Хелен тем временем поспешно объясняет Джереду то, что ему уже известно:
— Вы понимаете, что, если мы дадим ей крови, она станет вампиром? И скорее всего, у нее возникнет очень сильная привязанность к тому, чью кровь мы используем для обращения.
Ева все не спускает глаз с Роуэна. Она вполне понимает, что к чему. Понимает, что за ее спасение он отдал бы все на свете. Понимает, что он чувствует: если б только он мог спасти ее, то спас бы и самого себя. А еще Ева понимает, что любит его, и под его беззащитным взглядом находит в себе мужество принять свою дальнейшую судьбу.
Она пытается заговорить. Слова точно якорем зацепились в горле, не выталкиваются наружу, но Ева не сдается.

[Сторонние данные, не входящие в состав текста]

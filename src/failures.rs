use std::fmt;

/// Pipeline stage in which a per-item failure occurred
#[derive(Debug, Clone, Copy, PartialEq, Eq)]
pub enum FailureStage {
    Decode,
    Normalize,
    Augment,
    Upload,
    Predict,
    SmartResize,
    Copy,
}

impl fmt::Display for FailureStage {
    fn fmt(&self, f: &mut fmt::Formatter<'_>) -> fmt::Result {
        let name = match self {
            FailureStage::Decode => "decode",
            FailureStage::Normalize => "normalize",
            FailureStage::Augment => "augment",
            FailureStage::Upload => "upload",
            FailureStage::Predict => "predict",
            FailureStage::SmartResize => "smart_resize",
            FailureStage::Copy => "copy",
        };
        write!(f, "{}", name)
    }
}

/// A single skipped item: which stage failed, for which item, and why
#[derive(Debug, Clone)]
pub struct ItemFailure {
    pub stage: FailureStage,
    pub item: String,
    pub cause: String,
}

impl ItemFailure {
    pub fn new(stage: FailureStage, item: impl Into<String>, cause: impl fmt::Display) -> Self {
        ItemFailure {
            stage,
            item: item.into(),
            cause: cause.to_string(),
        }
    }
}

/// Receives per-item failures so a batch can skip the item and keep going.
/// Batch-level failures never go through the sink; they propagate as errors.
pub trait FailureSink {
    fn report(&mut self, failure: ItemFailure);
}

/// Default sink: log and move on
pub struct LogSink;

impl FailureSink for LogSink {
    fn report(&mut self, failure: ItemFailure) {
        log::warn!(
            "skipping {} (failed during {}): {}",
            failure.item,
            failure.stage,
            failure.cause
        );
    }
}

/// Collects failures for later inspection; used by tests
#[derive(Default)]
pub struct CollectSink {
    pub failures: Vec<ItemFailure>,
}

impl FailureSink for CollectSink {
    fn report(&mut self, failure: ItemFailure) {
        self.failures.push(failure);
    }
}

— Твою, — выдыхает она почти неслышно.
В мгновение ока он оказывается рядом, наклоняется к ней, напрягая слух. Ее веки безвольно смыкаются. Собрав все оставшиеся силы, до последней капли, она выговаривает:
— Твою кровь.
И проваливается в забытье.
Глубже и глубже во тьму.
Она ощущает вкус.
Вкус настолько совершенный, что распространяется на все чувства: об него можно греться, его можно увидеть — как будто черный океан, на дне которого она лежит, окрашивается великолепным сияющим багрянцем.
И она плывет вверх, возвращаясь к жизни.
Открывает глаза и видит Роуэна. У него течет кровь. Его ладонь порезана под большим пальцем, кровь льется прямо ей в горло. Вид у Роуэна озабоченный, но постепенно тревога сменяется облегчением. В глазах у него стоят слезы, и Ева понимает, что он ее спасает, вот прямо сейчас.
Кровь все течет и течет, и Ева вдруг обнаруживает, что знает о нем абсолютно все. Не обыденные подробности его жизни, не бессмысленные факты, которые известны другим людям, а нечто более глубинное. Так знает свою мать младенец, лежащий в теплой красной утробе.
Всеобъемлющее, пульсирующее, жизнетворное знание.
А зная его так хорошо, она не может его не любить и понимает, что и он любит ее точно так же: любовь, текущая у него в крови и впитанная ею, отражается на него через нее, словно они — два зеркала, поставленные друг напротив друга.
Я тебя люблю.
Ты — это я, а я — это ты.
Я буду защищать тебя, как и ты будешь защищать меня.
Всегда.
Вечно.
Ева улыбается, и Роуэн улыбается в ответ.
Она переродилась.
Она влюблена.
И, прожив два года во тьме, она готова принять истинное великолепие жизни.
— Все хорошо, — говорит ей Роуэн. — Ты здесь. Все кончено. Его больше нет.
— Да.
— Спасибо тебе.
— За что?
— За то, что выжила.
Ева наконец замечает, что в комнате есть и другие люди. Клара. Папа и мама Роуэна. Ее папа.